The data START

fn pick_sector(rng: &mut ChaCha8Rng, weights: &[f32; 4]) -> SpawnSector {
    const SECTORS: [SpawnSector; 4] = [
        SpawnSector::Forward,
        SpawnSector::Behind,
        SpawnSector::Left,
        SpawnSector::Right,
    ];
    let total: f32 = weights.iter().sum();
    let mut roll = rng.gen::<f32>() * total;
    for (sector, &w) in SECTORS.iter().zip(weights) {
        if roll < w {
            return *sector;
        }
        roll -= w;
    }
    SpawnSector::Right
}

fn too_close_to_active(
    world: &World,
    state: &SpawnerState,
    candidate: Vec2,
    min_separation: f32,
) -> bool {
    state.active.iter().any(|&entity| {
        world
            .get::<&Position>(entity)
            .map(|p| planar(p.0).distance(candidate) < min_separation)
            .unwrap_or(false)
    })
}

/// Bring a pooled wraith to life at the accepted spot: canopy entry
/// altitude, fresh exposure/timers, and the mode-appropriate strategy.
#[allow(clippy::too_many_arguments)]
fn activate(
    world: &mut World,
    rng: &mut ChaCha8Rng,
    entity: Entity,
    spot: Vec2,
    state: &SpawnerState,
    cfg: &SpawnerConfig,
    motion: &MotionConfig,
    frame: &Frame,
) {
    let ground = frame.terrain.ground_height(spot.x, spot.y);
    let alt_jitter: f32 = if cfg.spawn_alt_jitter > 0.0 {
        rng.gen_range(0.0..cfg.spawn_alt_jitter)
    } else {
        0.0
    };
    // Enter from above the canopy so wraiths swoop down rather than pop in.
    let position = Vec3::new(spot.x, ground + motion.swoop.high_alt + alt_jitter, spot.y);

    let strategy = match (&state.hotspot, state.hotspot_engaged) {
        (Some(h), true) => TargetStrategy::Guard {
            center: h.center,
            radius: h.radius,
            trigger_dist: cfg.guard.trigger_dist,
            orbit_phase: rng.gen_range(0.0..std::f32::consts::TAU),
            alert_remaining: 0.0,
        },
        _ => TargetStrategy::Chase,
    };

    if let Ok((pos, wstate, exposure, mot, strat, timers)) = world.query_one_mut::<(
        &mut Position,
        &mut WraithState,
        &mut Exposure,
        &mut Motion,
        &mut TargetStrategy,
        &mut CullTimers,
    )>(entity)
    {
        pos.0 = position;
        *wstate = WraithState::default();
        wstate.enter(WraithPhase::Emerging);
        exposure.reset();
        mot.velocity = Vec3::ZERO;
        mot.yaw = dir_to_yaw(frame.focus - position);
        mot.speed = motion.speed;
        mot.burst_multiplier = motion.burst_multiplier;
        *strat = strategy;
        *timers = CullTimers {
            behind_secs: 0.0,
            protect_remaining: cfg.protect_secs,
        };
    }

    debug!(
        "wraith activated at ({:.1}, {:.1}), {} alive",
        spot.x,
        spot.y,
        state.active.len() + 1
    );
}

The data END

Required action » Read the entries above and find each line holding the word "swoop". Copy it out.

Exercise solution »
    // Enter from above the canopy so wraiths swoop down rather than pop in.
    let position = Vec3::new(spot.x, ground + motion.swoop.high_alt + alt_jitter, spot.y);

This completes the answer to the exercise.